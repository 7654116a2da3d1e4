//! Physics world and simulation

use crate::body::{BodyKey, RigidBody, StaticCollider};
use crate::collision::{collide, Contact};
use crate::material::PhysicsMaterial;
use sandbox_math::Vec3;
use slotmap::SlotMap;

/// Default gravity, strong enough that dropped objects settle quickly
pub const DEFAULT_GRAVITY: Vec3 = Vec3::new(0.0, -40.0, 0.0);

/// Configuration for the physics simulation
#[derive(Clone, Debug)]
pub struct PhysicsConfig {
    /// Gravity acceleration (units/s²)
    pub gravity: Vec3,
}

impl Default for PhysicsConfig {
    fn default() -> Self {
        Self {
            gravity: DEFAULT_GRAVITY,
        }
    }
}

impl PhysicsConfig {
    pub fn new(gravity: Vec3) -> Self {
        Self { gravity }
    }
}

/// The physics world containing all rigid bodies
pub struct PhysicsWorld {
    bodies: SlotMap<BodyKey, RigidBody>,
    /// Static colliders (the ground)
    static_colliders: Vec<StaticCollider>,
    pub config: PhysicsConfig,
}

impl PhysicsWorld {
    pub fn new() -> Self {
        Self::with_config(PhysicsConfig::default())
    }

    pub fn with_config(config: PhysicsConfig) -> Self {
        Self {
            bodies: SlotMap::with_key(),
            static_colliders: Vec::new(),
            config,
        }
    }

    pub fn add_static_collider(&mut self, collider: StaticCollider) {
        self.static_colliders.push(collider);
    }

    pub fn static_colliders(&self) -> &[StaticCollider] {
        &self.static_colliders
    }

    /// Add a body to the world and return its key
    pub fn add_body(&mut self, body: RigidBody) -> BodyKey {
        self.bodies.insert(body)
    }

    /// Remove a body from the world and return it
    pub fn remove_body(&mut self, key: BodyKey) -> Option<RigidBody> {
        self.bodies.remove(key)
    }

    /// Remove every body, keeping static colliders
    pub fn clear_bodies(&mut self) {
        self.bodies.clear();
    }

    pub fn get_body(&self, key: BodyKey) -> Option<&RigidBody> {
        self.bodies.get(key)
    }

    pub fn get_body_mut(&mut self, key: BodyKey) -> Option<&mut RigidBody> {
        self.bodies.get_mut(key)
    }

    pub fn body_count(&self) -> usize {
        self.bodies.len()
    }

    pub fn body_keys(&self) -> impl Iterator<Item = BodyKey> + '_ {
        self.bodies.keys()
    }

    pub fn bodies(&self) -> impl Iterator<Item = (BodyKey, &RigidBody)> {
        self.bodies.iter()
    }

    /// Step the simulation forward by dt seconds
    ///
    /// 1. Accumulated forces and gravity go into velocity, forces are cleared
    /// 2. Velocity is integrated into position
    /// 3. Contacts with static colliders are resolved
    /// 4. Body-body contacts are resolved
    pub fn step(&mut self, dt: f32) {
        let gravity = self.config.gravity;
        for (_key, body) in &mut self.bodies {
            if body.is_static {
                body.force = Vec3::ZERO;
                continue;
            }

            let mut acceleration = body.force / body.mass;
            if body.affected_by_gravity {
                acceleration += gravity;
            }
            body.velocity += acceleration * dt;
            body.force = Vec3::ZERO;

            let displacement = body.velocity * dt;
            body.apply_correction(displacement);
        }

        self.resolve_static_collisions();
        self.resolve_body_collisions();
    }

    fn resolve_static_collisions(&mut self) {
        for (_key, body) in &mut self.bodies {
            if body.is_static {
                continue;
            }

            for static_col in &self.static_colliders {
                let Some(contact) = collide(body.collider(), &static_col.collider) else {
                    continue;
                };
                if !contact.is_colliding() {
                    continue;
                }

                body.apply_correction(contact.normal * contact.penetration);
                let combined = body.material.mix(&static_col.material);
                body.velocity = respond(body.velocity, contact.normal, &combined);
            }
        }
    }

    fn resolve_body_collisions(&mut self) {
        let keys: Vec<BodyKey> = self.bodies.keys().collect();

        for i in 0..keys.len() {
            for j in (i + 1)..keys.len() {
                let (key_a, key_b) = (keys[i], keys[j]);
                let (body_a, body_b) = (&self.bodies[key_a], &self.bodies[key_b]);

                if body_a.is_static && body_b.is_static {
                    continue;
                }

                // Normal points from B toward A
                if let Some(contact) = collide(body_a.collider(), body_b.collider()) {
                    if contact.is_colliding() {
                        self.resolve_body_pair(key_a, key_b, &contact);
                    }
                }
            }
        }
    }

    fn resolve_body_pair(&mut self, key_a: BodyKey, key_b: BodyKey, contact: &Contact) {
        let (static_a, mass_a) = (self.bodies[key_a].is_static, self.bodies[key_a].mass);
        let (static_b, mass_b) = (self.bodies[key_b].is_static, self.bodies[key_b].mass);

        // Share of the separation each body takes
        let (ratio_a, ratio_b) = if static_a {
            (0.0, 1.0)
        } else if static_b {
            (1.0, 0.0)
        } else {
            let total = mass_a + mass_b;
            (mass_b / total, mass_a / total)
        };

        let push = contact.normal * contact.penetration;
        let combined = self.bodies[key_a].material.mix(&self.bodies[key_b].material);

        if !static_a {
            let body = &mut self.bodies[key_a];
            body.apply_correction(push * ratio_a);
            body.velocity = respond(body.velocity, contact.normal, &combined);
        }
        if !static_b {
            let body = &mut self.bodies[key_b];
            body.apply_correction(-push * ratio_b);
            body.velocity = respond(body.velocity, -contact.normal, &combined);
        }
    }
}

impl Default for PhysicsWorld {
    fn default() -> Self {
        Self::new()
    }
}

/// Velocity after touching a surface whose normal points toward the body
///
/// Motion into the surface is removed (or bounced) and tangential motion
/// is damped by grip.
fn respond(velocity: Vec3, normal: Vec3, material: &PhysicsMaterial) -> Vec3 {
    let into = velocity.dot(normal);
    if into >= 0.0 {
        return velocity;
    }

    let velocity = velocity - normal * into * (1.0 + material.bounce);
    let along = normal * velocity.dot(normal);
    let tangent = velocity - along;
    if tangent.length_squared() > 1e-8 {
        along + tangent * (1.0 - material.grip)
    } else {
        velocity
    }
}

= To do =
From the records above, copy every line that holds the word "surface".

= Result of this exercise =
/// Velocity after touching a surface whose normal points toward the body
/// Motion into the surface is removed (or bounced) and tangential motion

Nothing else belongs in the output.